*EXERCISE DETAILS*:
Every line holding the string "deadline" is to be copied from the entries below.

Stored items
+===+
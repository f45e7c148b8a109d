//! Course list view state: pagination, debounced search, faculty filter.
//!
//! `CourseBrowser` never performs network I/O itself. State changes produce a
//! [`CourseListRequest`]; the caller executes it against the API client and
//! feeds the outcome back through `apply_success` / `apply_error`. Every
//! request carries a generation token, and responses from superseded
//! generations are discarded — a slow old response can never overwrite the
//! state of a newer one.

use std::time::Duration;

use tokio::time::Instant;
use tracing::{debug, trace};

use crate::api::{ApiError, Endpoints, page_count};
use crate::model::{Course, CourseListResponse};

/// Quiet window a search edit must survive before a request is issued.
pub const SEARCH_DEBOUNCE: Duration = Duration::from_millis(230);

/// Delays search commits until edits pause for a fixed quiet interval.
///
/// Each edit re-arms the deadline; the pending text is committed only when
/// `poll` (or `settle`) observes that the window elapsed with no newer edit.
#[derive(Debug)]
pub struct Debouncer {
    quiet: Duration,
    pending: Option<(String, Instant)>,
}

impl Debouncer {
    #[must_use]
    pub fn new(quiet: Duration) -> Self {
        Self {
            quiet,
            pending: None,
        }
    }

    /// Records an edit and (re)arms the quiet-window deadline.
    pub fn edit(&mut self, text: impl Into<String>) {
        let deadline = Instant::now() + self.quiet;
        self.pending = Some((text.into(), deadline));
    }

    /// Commits the pending text if its quiet window has elapsed.
    pub fn poll(&mut self) -> Option<String> {
        let (_, deadline) = self.pending.as_ref()?;
        if Instant::now() < *deadline {
            return None;
        }
        self.pending.take().map(|(text, _)| text)
    }

    /// Waits out the quiet window and commits the pending text, if any.
    ///
    /// Edits made while waiting are honored: the sleep re-checks the deadline
    /// until an uninterrupted window has passed.
    pub async fn settle(&mut self) -> Option<String> {
        loop {
            let (_, deadline) = self.pending.as_ref()?;
            let deadline = *deadline;
            if Instant::now() >= deadline {
                return self.pending.take().map(|(text, _)| text);
            }
            tokio::time::sleep_until(deadline).await;
        }
    }

    /// Drops any pending edit without committing it.
    pub fn cancel(&mut self) {
        self.pending = None;
    }

    /// Whether an edit is waiting for its quiet window.
    #[must_use]
    pub fn is_pending(&self) -> bool {
        self.pending.is_some()
    }
}

/// One listing request the caller should execute.
#[derive(Debug, Clone, PartialEq, Eq)]
pub struct CourseListRequest {
    /// Token identifying this request; pass it back with the outcome.
    pub generation: u64,
    /// Fully constructed listing URL.
    pub url: String,
    pub page: u64,
    pub search: String,
    pub faculty: Option<i64>,
}

/// State machine behind the course listing screen.
#[derive(Debug)]
pub struct CourseBrowser {
    endpoints: Endpoints,
    page: u64,
    search: String,
    faculty: Option<i64>,
    debouncer: Debouncer,
    generation: u64,
    in_flight: bool,
    listing: Option<CourseListResponse>,
    favorites: Vec<Course>,
    error: Option<String>,
}

impl CourseBrowser {
    #[must_use]
    pub fn new(endpoints: Endpoints) -> Self {
        Self {
            endpoints,
            page: 1,
            search: String::new(),
            faculty: None,
            debouncer: Debouncer::new(SEARCH_DEBOUNCE),
            generation: 0,
            in_flight: false,
            listing: None,
            favorites: Vec::new(),
            error: None,
        }
    }

    /// Issues the initial request for the mount state (page 1, no filters).
    pub fn mount(&mut self) -> CourseListRequest {
        self.issue()
    }

    /// Seeds the favorites section, read once per mount from the injected
    /// store. The browser itself never touches persistence.
    pub fn set_favorites(&mut self, favorites: Vec<Course>) {
        self.favorites = favorites;
    }

    /// Jumps to a page and issues a request immediately.
    pub fn set_page(&mut self, page: u64) -> CourseListRequest {
        self.page = page.max(1);
        self.issue()
    }

    /// Records a search edit. No request is issued until the 230 ms quiet
    /// window elapses; see [`poll_search`](Self::poll_search).
    pub fn edit_search(&mut self, text: impl Into<String>) {
        self.debouncer.edit(text);
    }

    /// Commits a debounced search once its quiet window has elapsed,
    /// resetting the page to 1.
    pub fn poll_search(&mut self) -> Option<CourseListRequest> {
        let committed = self.debouncer.poll()?;
        Some(self.commit_search(committed))
    }

    /// Waits out the debounce window and commits the pending search, if any.
    pub async fn settle_search(&mut self) -> Option<CourseListRequest> {
        let committed = self.debouncer.settle().await?;
        Some(self.commit_search(committed))
    }

    /// Applies a faculty filter change immediately (not debounced),
    /// resetting the page to 1.
    pub fn set_faculty(&mut self, faculty: Option<i64>) -> CourseListRequest {
        self.faculty = faculty;
        self.page = 1;
        self.issue()
    }

    fn commit_search(&mut self, search: String) -> CourseListRequest {
        debug!(search = %search, "search committed after quiet window");
        self.search = search;
        self.page = 1;
        self.issue()
    }

    fn issue(&mut self) -> CourseListRequest {
        self.generation += 1;
        self.in_flight = true;
        self.error = None;
        let url = self
            .endpoints
            .list_url(self.page, &self.search, self.faculty);
        trace!(generation = self.generation, url = %url, "listing request issued");
        CourseListRequest {
            generation: self.generation,
            url,
            page: self.page,
            search: self.search.clone(),
            faculty: self.faculty,
        }
    }

    /// Applies a successful response. Returns false (state untouched) when
    /// the response belongs to a superseded request.
    pub fn apply_success(&mut self, generation: u64, listing: CourseListResponse) -> bool {
        if generation != self.generation {
            debug!(generation, latest = self.generation, "stale listing response discarded");
            return false;
        }
        self.listing = Some(listing);
        self.in_flight = false;
        self.error = None;
        true
    }

    /// Applies a failed response. The error text shown to the user includes
    /// the failed URL. Stale failures are discarded like stale successes.
    pub fn apply_error(&mut self, generation: u64, error: &ApiError) -> bool {
        if generation != self.generation {
            debug!(generation, latest = self.generation, "stale listing error discarded");
            return false;
        }
        self.error = Some(error.to_string());
        self.in_flight = false;
        true
    }

    /// The last successfully fetched page of cards. Retained (callers render
    /// it dimmed) while a newer request is in flight, so the grid never
    /// flashes empty.
    #[must_use]
    pub fn courses(&self) -> &[Course] {
        self.listing.as_ref().map_or(&[], |l| &l.courses)
    }

    /// The favorites section shown above the grid.
    #[must_use]
    pub fn favorites(&self) -> &[Course] {
        &self.favorites
    }

    /// Whether a request is in flight (render retained cards dimmed).
    #[must_use]
    pub fn is_loading(&self) -> bool {
        self.in_flight
    }

    /// Current user-visible error, if the latest request failed.
    #[must_use]
    pub fn error(&self) -> Option<&str> {
        self.error.as_deref()
    }

    #[must_use]
    pub fn page(&self) -> u64 {
        self.page
    }

    #[must_use]
    pub fn search(&self) -> &str {
        &self.search
    }

    #[must_use]
    pub fn faculty(&self) -> Option<i64> {
        self.faculty
    }

    /// Total page count for the current listing; 0 before the first response
    /// or when the listing is empty.
    #[must_use]
    pub fn page_count(&self) -> u64 {
        self.listing
            .as_ref()
            .map_or(0, |l| page_count(l.total_courses))
    }
}

#[cfg(test)]
#[allow(clippy::unwrap_used)]
mod tests {
    use super::*;

    fn browser() -> CourseBrowser {
        CourseBrowser::new(Endpoints::from_base("https://api.example"))
    }

    fn listing(total: u64, ids: &[&str]) -> CourseListResponse {
        CourseListResponse {
            courses: ids
                .iter()
                .map(|id| Course {
                    course_id: (*id).to_string(),
                    course_name: format!("Course {id}"),
                    course_faculty: 0,
                })
                .collect(),
            total_courses: total,
        }
    }

    #[test]
    fn test_mount_issues_page_one_without_filters() {
        let mut b = browser();
        let req = b.mount();
        assert_eq!(req.page, 1);
        assert_eq!(req.search, "");
        assert_eq!(req.faculty, None);
        assert_eq!(req.url, "https://api.example/courses?page=1&search=");
        assert!(b.is_loading());
    }

    #[tokio::test(start_paused = true)]
    async fn test_search_does_not_fire_inside_quiet_window() {
        let mut b = browser();
        b.edit_search("alg");
        tokio::time::advance(Duration::from_millis(150)).await;
        assert!(b.poll_search().is_none());
    }

    #[tokio::test(start_paused = true)]
    async fn test_new_edit_cancels_pending_commit() {
        let mut b = browser();
        b.edit_search("alg");
        tokio::time::advance(Duration::from_millis(150)).await;
        // Re-edit before the window elapses: the old commit never fires.
        b.edit_search("algo");
        tokio::time::advance(Duration::from_millis(150)).await;
        assert!(b.poll_search().is_none(), "re-armed window must not fire early");

        tokio::time::advance(Duration::from_millis(90)).await;
        let req = b.poll_search().unwrap();
        assert_eq!(req.search, "algo");
        assert_eq!(req.page, 1, "search commit resets to page 1");
        // Only one commit per quiet window.
        assert!(b.poll_search().is_none());
    }

    #[tokio::test(start_paused = true)]
    async fn test_settle_search_waits_out_the_window() {
        let mut b = browser();
        b.edit_search("networks");
        let req = b.settle_search().await.unwrap();
        assert_eq!(req.search, "networks");
        assert!(req.url.contains("search=networks"));
    }

    #[test]
    fn test_faculty_change_is_immediate_and_resets_page() {
        let mut b = browser();
        let _ = b.mount();
        let _ = b.set_page(3);
        let req = b.set_faculty(Some(3));
        assert_eq!(req.page, 1);
        assert!(req.url.ends_with("&faculty=3"));
        let req = b.set_faculty(None);
        assert!(!req.url.contains("faculty"));
    }

    #[test]
    fn test_stale_response_is_discarded() {
        let mut b = browser();
        let first = b.mount();
        let second = b.set_page(2);

        // The slow first response arrives after the second was issued.
        assert!(!b.apply_success(first.generation, listing(24, &["OLD"])));
        assert!(b.courses().is_empty(), "stale data must not land");
        assert!(b.is_loading(), "newest request is still in flight");

        assert!(b.apply_success(second.generation, listing(24, &["NEW"])));
        assert_eq!(b.courses()[0].course_id, "NEW");
        assert!(!b.is_loading());
    }

    #[test]
    fn test_stale_error_does_not_clobber_fresh_state() {
        let mut b = browser();
        let first = b.mount();
        let second = b.set_page(2);
        assert!(b.apply_success(second.generation, listing(1, &["CS116"])));

        let err = ApiError::Timeout {
            url: first.url.clone(),
        };
        assert!(!b.apply_error(first.generation, &err));
        assert!(b.error().is_none());
        assert_eq!(b.courses().len(), 1);
    }

    #[test]
    fn test_error_text_contains_failed_url() {
        let mut b = browser();
        let req = b.mount();
        let err = ApiError::Timeout {
            url: req.url.clone(),
        };
        assert!(b.apply_error(req.generation, &err));
        let text = b.error().unwrap();
        assert!(text.contains(&req.url), "error must name the failed URL: {text}");
        assert!(!b.is_loading(), "loading always clears on failure");
    }

    #[test]
    fn test_cards_retained_while_next_page_loads() {
        let mut b = browser();
        let req = b.mount();
        assert!(b.apply_success(req.generation, listing(24, &["CS116", "MATH101"])));

        let _ = b.set_page(2);
        assert_eq!(b.courses().len(), 2, "previous cards stay visible");
        assert!(b.is_loading(), "rendered dimmed while the new page loads");
    }

    #[test]
    fn test_page_count_follows_total() {
        let mut b = browser();
        assert_eq!(b.page_count(), 0);
        let req = b.mount();
        assert!(b.apply_success(req.generation, listing(37, &[])));
        assert_eq!(b.page_count(), 4);

        let req = b.set_page(2);
        assert!(b.apply_success(req.generation, listing(0, &[])));
        assert_eq!(b.page_count(), 0);
    }

    #[test]
    fn test_favorites_are_injected_not_fetched() {
        let mut b = browser();
        assert!(b.favorites().is_empty());
        b.set_favorites(vec![Course {
            course_id: "CS116".to_string(),
            course_name: "Computing".to_string(),
            course_faculty: 6,
        }]);
        assert_eq!(b.favorites().len(), 1);
    }
}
+===+
*ANSWER AREA*:
/// Each edit re-arms the deadline; the pending text is committed only when
    /// Records an edit and (re)arms the quiet-window deadline.
        let deadline = Instant::now() + self.quiet;
        self.pending = Some((text.into(), deadline));
        let (_, deadline) = self.pending.as_ref()?;
        if Instant::now() < *deadline {
    /// Edits made while waiting are honored: the sleep re-checks the deadline
            let (_, deadline) = self.pending.as_ref()?;
            let deadline = *deadline;
            if Instant::now() >= deadline {
            tokio::time::sleep_until(deadline).await;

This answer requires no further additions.